Supplied material |
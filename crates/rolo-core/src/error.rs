use thiserror::Error;

#[derive(Debug, Error, PartialEq, Eq)]
pub enum CoreError {
    #[error("name is required")]
    EmptyName,
    #[error("email is required")]
    EmptyEmail,
    #[error("phone is required")]
    EmptyPhone,
    #[error("invalid country code: {0}")]
    InvalidCountryCode(String),
    #[error("invalid phone number: {0}")]
    InvalidPhone(String),
    #[error("unknown category: {0}")]
    UnknownCategory(String),
}
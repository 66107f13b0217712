use crate::domain::category::Category;
use crate::domain::ids::ContactId;
use crate::domain::phone::MAX_PHONE_DIGITS;
use crate::error::CoreError;
use serde::{Deserialize, Serialize};

/// Provenance tag for contacts entered through the form path.
pub const MANUAL_ENTRY_SOURCE: &str = "Manual entry";

#[derive(Debug, Clone, PartialEq, Eq, Serialize, Deserialize)]
pub struct Contact {
    pub id: ContactId,
    pub name: String,
    pub email: String,
    pub country_code: String,
    pub phone: String,
    pub category: Category,
    pub source: Option<String>,
    pub user_id: Option<String>,
    pub created_at: i64,
    pub synced_at: Option<i64>,
}

impl Contact {
    pub fn validate(&self) -> Result<(), CoreError> {
        if self.name.trim().is_empty() {
            return Err(CoreError::EmptyName);
        }
        if self.email.trim().is_empty() {
            return Err(CoreError::EmptyEmail);
        }
        if self.phone.trim().is_empty() {
            return Err(CoreError::EmptyPhone);
        }

        let code = self.country_code.as_str();
        let valid_code = code
            .strip_prefix('+')
            .is_some_and(|rest| !rest.is_empty() && rest.chars().all(|ch| ch.is_ascii_digit()));
        if !valid_code {
            return Err(CoreError::InvalidCountryCode(self.country_code.clone()));
        }

        if self.phone.len() > MAX_PHONE_DIGITS
            || !self.phone.chars().all(|ch| ch.is_ascii_digit())
        {
            return Err(CoreError::InvalidPhone(self.phone.clone()));
        }

        Ok(())
    }
}

#[cfg(test)]
mod tests {
    use super::Contact;
    use crate::domain::{Category, ContactId};
    use crate::error::CoreError;

    fn base_contact() -> Contact {
        Contact {
            id: ContactId::new(),
            name: "Jane Doe".to_string(),
            email: "jane@example.com".to_string(),
            country_code: "+1".to_string(),
            phone: "4155551212".to_string(),
            category: Category::General,
            source: None,
            user_id: None,
            created_at: 1_700_000_000,
            synced_at: None,
        }
    }

    #[test]
    fn validate_accepts_complete_contact() {
        assert!(base_contact().validate().is_ok());
    }

    #[test]
    fn validate_rejects_blank_required_fields() {
        let mut contact = base_contact();
        contact.name = "  ".to_string();
        assert_eq!(contact.validate(), Err(CoreError::EmptyName));
    }

    #[test]
    fn validate_rejects_country_code_without_plus() {
        let mut contact = base_contact();
        contact.country_code = "44".to_string();
        assert!(matches!(
            contact.validate(),
            Err(CoreError::InvalidCountryCode(_))
        ));
    }

    #[test]
    fn validate_rejects_non_digit_phone() {
        let mut contact = base_contact();
        contact.phone = "415-555".to_string();
        assert!(matches!(contact.validate(), Err(CoreError::InvalidPhone(_))));
    }

    #[test]
    fn validate_rejects_overlong_phone() {
        let mut contact = base_contact();
        contact.phone = "41555512121".to_string();
        assert!(matches!(contact.validate(), Err(CoreError::InvalidPhone(_))));
    }
}
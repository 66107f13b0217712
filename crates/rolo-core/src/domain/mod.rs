pub mod category;
pub mod contact;
pub mod email;
pub mod ids;
pub mod phone;

pub use category::Category;
pub use contact::{Contact, MANUAL_ENTRY_SOURCE};
pub use email::normalize_email;
pub use ids::ContactId;
pub use phone::{normalize_phone, NormalizedPhone, MAX_PHONE_DIGITS};
pub mod auth;
pub mod error;
pub mod remote;
pub mod webhook;
pub mod xlsx;

pub use error::{Result, SyncError};
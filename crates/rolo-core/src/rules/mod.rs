pub mod validation;

pub use validation::{build_contacts, import_source_tag, CandidateRow};
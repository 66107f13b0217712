use crate::error::Result;
use rusqlite::{params, Connection, OptionalExtension};

/// The current signed-in session, at most one row. Sign-out deletes the row
/// and nothing else; cached contacts stay on disk for the next sign-in.
#[derive(Debug, Clone, PartialEq, Eq)]
pub struct Session {
    pub user_id: String,
    pub email: String,
    pub access_token: String,
    pub created_at: i64,
}

pub struct SessionRepo<'a> {
    conn: &'a Connection,
}

impl<'a> SessionRepo<'a> {
    pub fn new(conn: &'a Connection) -> Self {
        Self { conn }
    }

    pub fn set(&self, session: &Session) -> Result<()> {
        self.conn.execute(
            "INSERT INTO session (id, user_id, email, access_token, created_at)
             VALUES (1, ?1, ?2, ?3, ?4)
             ON CONFLICT (id) DO UPDATE SET
               user_id = excluded.user_id,
               email = excluded.email,
               access_token = excluded.access_token,
               created_at = excluded.created_at;",
            params![
                session.user_id,
                session.email,
                session.access_token,
                session.created_at
            ],
        )?;
        Ok(())
    }

    pub fn get(&self) -> Result<Option<Session>> {
        let session = self
            .conn
            .query_row(
                "SELECT user_id, email, access_token, created_at FROM session WHERE id = 1;",
                [],
                |row| {
                    Ok(Session {
                        user_id: row.get(0)?,
                        email: row.get(1)?,
                        access_token: row.get(2)?,
                        created_at: row.get(3)?,
                    })
                },
            )
            .optional()?;
        Ok(session)
    }

    pub fn clear(&self) -> Result<bool> {
        let deleted = self.conn.execute("DELETE FROM session WHERE id = 1;", [])?;
        Ok(deleted > 0)
    }
}
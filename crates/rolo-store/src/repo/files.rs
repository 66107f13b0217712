use crate::error::Result;
use rusqlite::{params, Connection};

/// Filename recorded once per successful import batch, display only.
#[derive(Debug, Clone, PartialEq, Eq)]
pub struct UploadedFile {
    pub file_name: String,
    pub created_at: i64,
}

pub struct UploadedFilesRepo<'a> {
    conn: &'a Connection,
}

impl<'a> UploadedFilesRepo<'a> {
    pub fn new(conn: &'a Connection) -> Self {
        Self { conn }
    }

    pub fn record(&self, owner: Option<&str>, file_name: &str, now_utc: i64) -> Result<()> {
        self.conn.execute(
            "INSERT INTO uploaded_files (file_name, user_id, created_at) VALUES (?1, ?2, ?3);",
            params![file_name, owner, now_utc],
        )?;
        Ok(())
    }

    pub fn list(&self, owner: Option<&str>) -> Result<Vec<UploadedFile>> {
        let mut stmt = self.conn.prepare(
            "SELECT file_name, created_at FROM uploaded_files
             WHERE user_id IS ?1 ORDER BY created_at ASC, id ASC;",
        )?;
        let mut rows = stmt.query(params![owner])?;
        let mut files = Vec::new();
        while let Some(row) = rows.next()? {
            files.push(UploadedFile {
                file_name: row.get(0)?,
                created_at: row.get(1)?,
            });
        }
        Ok(files)
    }

    pub fn clear(&self, owner: Option<&str>) -> Result<usize> {
        let deleted = self.conn.execute(
            "DELETE FROM uploaded_files WHERE user_id IS ?1;",
            params![owner],
        )?;
        Ok(deleted)
    }
}
use rolo_core::CoreError;
use std::path::PathBuf;
use thiserror::Error;

#[derive(Debug, Error)]
pub enum StoreError {
    #[error("io error: {0}")]
    Io(#[from] std::io::Error),
    #[error("sqlite error: {0}")]
    Sql(#[from] rusqlite::Error),
    #[error("core error: {0}")]
    Core(#[from] CoreError),
    #[error("missing home directory")]
    MissingHomeDir,
    #[error("invalid id string: {0}")]
    InvalidId(String),
    #[error("not found: {0}")]
    NotFound(String),
    #[error("migration error: {0}")]
    Migration(String),
    #[error("invalid data path: {0}")]
    InvalidDataPath(PathBuf),
}

pub type Result<T> = std::result::Result<T, StoreError>;

#[derive(Debug, Clone, Copy, PartialEq, Eq)]
pub enum StoreErrorKind {
    Io,
    Sql,
    Core,
    MissingHomeDir,
    InvalidId,
    NotFound,
    Migration,
    InvalidDataPath,
}

impl StoreError {
    pub fn kind(&self) -> StoreErrorKind {
        match self {
            StoreError::Io(_) => StoreErrorKind::Io,
            StoreError::Sql(_) => StoreErrorKind::Sql,
            StoreError::Core(_) => StoreErrorKind::Core,
            StoreError::MissingHomeDir => StoreErrorKind::MissingHomeDir,
            StoreError::InvalidId(_) => StoreErrorKind::InvalidId,
            StoreError::NotFound(_) => StoreErrorKind::NotFound,
            StoreError::Migration(_) => StoreErrorKind::Migration,
            StoreError::InvalidDataPath(_) => StoreErrorKind::InvalidDataPath,
        }
    }
}
use crate::commands::{print_json, Context};
use crate::error::invalid_input;
use anyhow::Result;
use clap::Args;
use rolo_config::RemoteConfig;
use rolo_core::time::{format_timestamp_datetime, now_utc};
use rolo_store::repo::Session;
use rolo_sync::auth::AuthClient;
use serde::Serialize;

#[derive(Debug, Args)]
pub struct SignupArgs {
    #[arg(long)]
    pub email: String,
    #[arg(long)]
    pub password: String,
}

#[derive(Debug, Args)]
pub struct LoginArgs {
    #[arg(long)]
    pub email: String,
    #[arg(long)]
    pub password: String,
}

#[derive(Debug, Args)]
pub struct LogoutArgs {}

#[derive(Debug, Args)]
pub struct WhoamiArgs {}

#[derive(Debug, Serialize)]
struct WhoamiDto {
    user_id: String,
    email: String,
    signed_in_at: i64,
}

fn remote_config<'a>(ctx: &'a Context<'_>) -> Result<&'a RemoteConfig> {
    ctx.config.remote.as_ref().ok_or_else(|| {
        invalid_input("no remote endpoint configured; add a [remote] section to the config")
    })
}

pub fn signup(ctx: &Context<'_>, args: SignupArgs) -> Result<()> {
    let remote = remote_config(ctx)?;
    let client = AuthClient::new(&remote.url, &remote.anon_key)?;
    let user_id = client.sign_up(&args.email, &args.password)?;

    if ctx.json {
        return print_json(&serde_json::json!({ "user_id": user_id, "email": args.email }));
    }
    println!("signed up {} (user {user_id}); run `rolo login` to start syncing", args.email);
    Ok(())
}

pub fn login(ctx: &Context<'_>, args: LoginArgs) -> Result<()> {
    let now = now_utc();
    let remote = remote_config(ctx)?;
    let client = AuthClient::new(&remote.url, &remote.anon_key)?;
    let auth = client.sign_in(&args.email, &args.password)?;

    let session = Session {
        user_id: auth.user_id,
        email: auth.email,
        access_token: auth.access_token,
        created_at: now,
    };
    ctx.store.session().set(&session)?;

    if ctx.json {
        return print_json(&WhoamiDto {
            user_id: session.user_id,
            email: session.email,
            signed_in_at: session.created_at,
        });
    }
    println!("logged in as {}", session.email);
    Ok(())
}

pub fn logout(ctx: &Context<'_>, _args: LogoutArgs) -> Result<()> {
    let cleared = ctx.store.session().clear()?;
    if ctx.json {
        return print_json(&serde_json::json!({ "logged_out": cleared }));
    }
    if cleared {
        println!("logged out; cached contacts stay on this machine");
    } else {
        println!("no active session");
    }
    Ok(())
}

pub fn whoami(ctx: &Context<'_>, _args: WhoamiArgs) -> Result<()> {
    match ctx.session()? {
        Some(session) => {
            if ctx.json {
                return print_json(&WhoamiDto {
                    user_id: session.user_id,
                    email: session.email,
                    signed_in_at: session.created_at,
                });
            }
            println!(
                "{} (user {}) since {}",
                session.email,
                session.user_id,
                format_timestamp_datetime(session.created_at)
            );
        }
        None => {
            if ctx.json {
                return print_json(&serde_json::json!({ "user_id": null }));
            }
            println!("not logged in");
        }
    }
    Ok(())
}
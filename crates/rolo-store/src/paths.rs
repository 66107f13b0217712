use crate::error::{Result, StoreError};
use std::env;
use std::fs;
use std::path::{Path, PathBuf};

const APP_DIR: &str = "rolo";
const DB_FILENAME: &str = "rolo.sqlite3";

pub fn data_dir() -> Result<PathBuf> {
    if let Some(dir) = env::var_os("XDG_DATA_HOME") {
        let path = PathBuf::from(dir);
        if path.as_os_str().is_empty() {
            return Err(StoreError::InvalidDataPath(path));
        }
        return Ok(path.join(APP_DIR));
    }

    let home = dirs::home_dir().ok_or(StoreError::MissingHomeDir)?;
    Ok(home.join(".local").join("share").join(APP_DIR))
}

pub fn ensure_data_dir() -> Result<PathBuf> {
    let dir = data_dir()?;
    if !dir.exists() {
        fs::create_dir_all(&dir)?;
    }
    restrict_dir_permissions(&dir)?;
    Ok(dir)
}

pub fn db_path() -> Result<PathBuf> {
    Ok(ensure_data_dir()?.join(DB_FILENAME))
}

pub fn db_path_in(dir: &Path) -> PathBuf {
    dir.join(DB_FILENAME)
}

pub fn resolve_db_path(custom: Option<PathBuf>) -> Result<PathBuf> {
    match custom {
        Some(path) => {
            if path.as_os_str().is_empty() {
                return Err(StoreError::InvalidDataPath(path));
            }
            Ok(path)
        }
        None => db_path(),
    }
}

#[cfg(unix)]
fn restrict_dir_permissions(dir: &Path) -> Result<()> {
    use std::os::unix::fs::PermissionsExt;
    let perms = fs::Permissions::from_mode(0o700);
    fs::set_permissions(dir, perms)?;
    Ok(())
}

#[cfg(not(unix))]
fn restrict_dir_permissions(_dir: &Path) -> Result<()> {
    Ok(())
}
use crate::catalog::{best_match, MATCH_CUTOFF};
use crate::db::Database;
use crate::error::Result;
use crate::inventory::{InventoryStore, ProvinceCount};

/// The two canned queries behind the chat tools.
///
/// The text-returning methods never fail: database errors come back as a
/// readable sentence so they can be shown in the chat transcript as-is.
#[derive(Clone)]
pub struct QueryService {
    db: Database,
    inventory: InventoryStore,
}

impl QueryService {
    pub fn new(db: Database) -> Self {
        let inventory = InventoryStore::new(db.clone());
        Self { db, inventory }
    }

    pub async fn list_tables(&self) -> Result<Vec<String>> {
        self.db.table_names().await
    }

    pub async fn table_count(&self, guess: &str) -> String {
        match self.try_table_count(guess).await {
            Ok(text) => text,
            Err(err) => error_text(err),
        }
    }

    async fn try_table_count(&self, guess: &str) -> Result<String> {
        let tables = self.db.table_names().await?;
        let Some(table) = best_match(guess, &tables, MATCH_CUTOFF) else {
            tracing::debug!(guess, "no table matched");
            return Ok(format!("No matching table found for '{guess}'."));
        };
        let count = self.db.count_rows(table).await?;
        Ok(format!("The table '{table}' has {count} rows."))
    }

    pub async fn province_counts(&self) -> Result<Vec<ProvinceCount>> {
        self.inventory.province_counts().await
    }

    pub async fn count_by_province(&self) -> String {
        match self.inventory.province_counts().await {
            Ok(counts) => render_province_counts(&counts),
            Err(err) => error_text(err),
        }
    }
}

pub fn render_province_counts(counts: &[ProvinceCount]) -> String {
    if counts.is_empty() {
        return "No data found for provinces.".to_string();
    }
    let mut response = "Count of rows per province:\n\n".to_string();
    for entry in counts {
        response.push_str(&format!("{}: {}\n", entry.label(), entry.count));
    }
    response
}

pub fn error_text(err: impl std::fmt::Display) -> String {
    format!("An error occurred: {err}")
}
pub mod catalog;
pub mod client;
pub mod config;
pub mod daemon;
pub mod db;
pub mod domains;
pub mod error;
pub mod events;
pub mod generator;
pub mod interfaces;
pub mod inventory;
pub mod providers;
pub mod scheduler;
pub mod services;
pub mod tools;
#[cfg(feature = "desktop")]
pub mod ui;

pub use crate::client::Dashboard;
pub use crate::config::Config;
pub use crate::db::Database;
pub use crate::domains::chat::{ChatMessage, ChatRole, ChatSession};
pub use crate::error::{AdspotError, Result};
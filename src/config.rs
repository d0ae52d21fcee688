use serde::{Deserialize, Serialize};
use std::env;
use std::fs;
use std::path::Path;

use crate::error::{AdspotError, Result};

pub const DEFAULT_DATABASE_URL: &str = "./data/adspot.db";
pub const DEFAULT_MODEL: &str = "gpt-3.5-turbo";
pub const DEFAULT_BASE_URL: &str = "https://api.openai.com/v1";
pub const DEFAULT_FREQUENCY_SECONDS: u64 = 30;
pub const DEFAULT_PROFILE_COUNT: u32 = 1_000_000;
pub const DEFAULT_JITTER_STD_DEV: f64 = 0.01;

#[derive(Debug, Clone, Default, Deserialize, Serialize)]
pub struct DatabaseConfig {
    pub url: Option<String>,
}

#[derive(Debug, Clone, Default, Deserialize, Serialize)]
pub struct OpenAiConfig {
    pub api_key: Option<String>,
    pub model: Option<String>,
    pub base_url: Option<String>,
}

#[derive(Debug, Clone, Default, Deserialize, Serialize)]
pub struct GeneratorConfig {
    pub frequency_seconds: Option<u64>,
    pub profile_count: Option<u32>,
    pub jitter_std_dev: Option<f64>,
    /// CSV with `Latitude`/`Longitude` headers. Falls back to the inventory table.
    pub locations_csv: Option<String>,
}

#[derive(Debug, Clone, Default, Deserialize, Serialize)]
pub struct ServerConfig {
    pub host: Option<String>,
    pub port: Option<u16>,
    pub token: Option<String>,
}

#[derive(Debug, Clone, Default, Deserialize, Serialize)]
pub struct Config {
    pub database: Option<DatabaseConfig>,
    pub openai: Option<OpenAiConfig>,
    pub generator: Option<GeneratorConfig>,
    pub server: Option<ServerConfig>,
}

impl Config {
    pub fn from_file<P: AsRef<Path>>(path: P) -> Result<Self> {
        let content =
            fs::read_to_string(path.as_ref()).map_err(|e| AdspotError::Config(e.to_string()))?;
        let config: Config =
            serde_json::from_str(&content).map_err(|e| AdspotError::Config(e.to_string()))?;
        Ok(config)
    }

    /// Loads `path` when given, otherwise starts from defaults, then overlays the environment.
    pub fn load(path: Option<&str>) -> Result<Self> {
        let config = match path {
            Some(path) => Self::from_file(path)?,
            None => Self::default(),
        };
        Ok(config.apply_env())
    }

    pub fn apply_env(self) -> Self {
        self.apply_vars(|key| env::var(key).ok())
    }

    fn apply_vars(mut self, lookup: impl Fn(&str) -> Option<String>) -> Self {
        let var = |key: &str| {
            lookup(key)
                .map(|value| value.trim().to_string())
                .filter(|value| !value.is_empty())
        };

        if let Some(url) = var("ADSPOT_DATABASE_URL") {
            self.database.get_or_insert_with(Default::default).url = Some(url);
        }
        if let Some(key) = var("OPENAI_API_KEY") {
            self.openai.get_or_insert_with(Default::default).api_key = Some(key);
        }
        if let Some(model) = var("OPENAI_MODEL") {
            self.openai.get_or_insert_with(Default::default).model = Some(model);
        }
        if let Some(base_url) = var("OPENAI_BASE_URL") {
            self.openai.get_or_insert_with(Default::default).base_url = Some(base_url);
        }
        self
    }

    pub fn database_url(&self) -> String {
        self.database
            .as_ref()
            .and_then(|db| db.url.clone())
            .unwrap_or_else(|| DEFAULT_DATABASE_URL.to_string())
    }

    pub fn openai_api_key(&self) -> Result<String> {
        self.openai
            .as_ref()
            .and_then(|openai| openai.api_key.clone())
            .ok_or_else(|| AdspotError::Config("OPENAI_API_KEY is not set".to_string()))
    }

    pub fn generator(&self) -> GeneratorConfig {
        self.generator.clone().unwrap_or_default()
    }
}

impl GeneratorConfig {
    pub fn frequency_seconds(&self) -> u64 {
        self.frequency_seconds
            .unwrap_or(DEFAULT_FREQUENCY_SECONDS)
            .max(1)
    }

    pub fn profile_count(&self) -> u32 {
        self.profile_count.unwrap_or(DEFAULT_PROFILE_COUNT).max(1)
    }

    pub fn jitter_std_dev(&self) -> f64 {
        self.jitter_std_dev.unwrap_or(DEFAULT_JITTER_STD_DEV)
    }
}

#[cfg(test)]
mod tests {
    use super::*;
    use std::collections::HashMap;

    #[test]
    fn env_overlays_file_values() {
        let config: Config = serde_json::from_value(serde_json::json!({
            "database": {"url": "./from-file.db"},
            "openai": {"model": "file-model"}
        }))
        .unwrap();
        let vars: HashMap<&str, &str> = HashMap::from([
            ("ADSPOT_DATABASE_URL", "./from-env.db"),
            ("OPENAI_API_KEY", " sk-test "),
            ("OPENAI_BASE_URL", ""),
        ]);
        let config = config.apply_vars(|key| vars.get(key).map(|v| v.to_string()));

        assert_eq!(config.database_url(), "./from-env.db");
        assert_eq!(config.openai_api_key().unwrap(), "sk-test");
        let openai = config.openai.unwrap();
        assert_eq!(openai.model.as_deref(), Some("file-model"));
        assert!(openai.base_url.is_none());
    }

    #[test]
    fn defaults_apply_when_sections_are_missing() {
        let config = Config::default();
        assert_eq!(config.database_url(), DEFAULT_DATABASE_URL);
        assert!(config.openai_api_key().is_err());

        let generator = config.generator();
        assert_eq!(generator.frequency_seconds(), 30);
        assert_eq!(generator.profile_count(), 1_000_000);
        assert_eq!(generator.jitter_std_dev(), 0.01);
    }

    #[test]
    fn frequency_is_never_zero() {
        let generator = GeneratorConfig {
            frequency_seconds: Some(0),
            ..Default::default()
        };
        assert_eq!(generator.frequency_seconds(), 1);
    }
}
use adspot::config::Config;
use adspot::daemon;
use adspot::error::Result;
use clap::Parser;
use tracing_subscriber::EnvFilter;

#[derive(Parser, Debug)]
#[command(name = "adspotd")]
#[command(about = "Ad spot dashboard daemon")]
struct Cli {
    #[arg(long)]
    host: Option<String>,

    #[arg(long)]
    port: Option<u16>,

    #[arg(long, env = "ADSPOT_CONFIG")]
    config: Option<String>,

    /// Overrides the configured database path.
    #[arg(long)]
    db: Option<String>,

    #[arg(long, env = "ADSPOT_TOKEN")]
    token: Option<String>,
}

#[tokio::main]
async fn main() -> Result<()> {
    let _ = dotenvy::dotenv();
    let filter = EnvFilter::try_from_default_env()
        .unwrap_or_else(|_| EnvFilter::new("info,adspot=info"));
    tracing_subscriber::fmt().with_env_filter(filter).init();
    let cli = Cli::parse();

    let mut config = Config::load(cli.config.as_deref())?;
    if let Some(db) = cli.db {
        config.database.get_or_insert_with(Default::default).url = Some(db);
    }
    let server = config.server.clone().unwrap_or_default();
    let host = cli
        .host
        .or(server.host)
        .unwrap_or_else(|| "127.0.0.1".to_string());
    let port = cli.port.or(server.port).unwrap_or(7979);
    let token = cli.token.or(server.token).unwrap_or_default();

    daemon::run_with_shutdown(&host, port, &config, &token, async {
        let _ = tokio::signal::ctrl_c().await;
        tracing::info!("shutting down");
    })
    .await
}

What you will do | Within the material above, show every line that includes "InvalidCountryCode".

Output |
    InvalidCountryCode(String),
            return Err(CoreError::InvalidCountryCode(self.country_code.clone()));
            Err(CoreError::InvalidCountryCode(_))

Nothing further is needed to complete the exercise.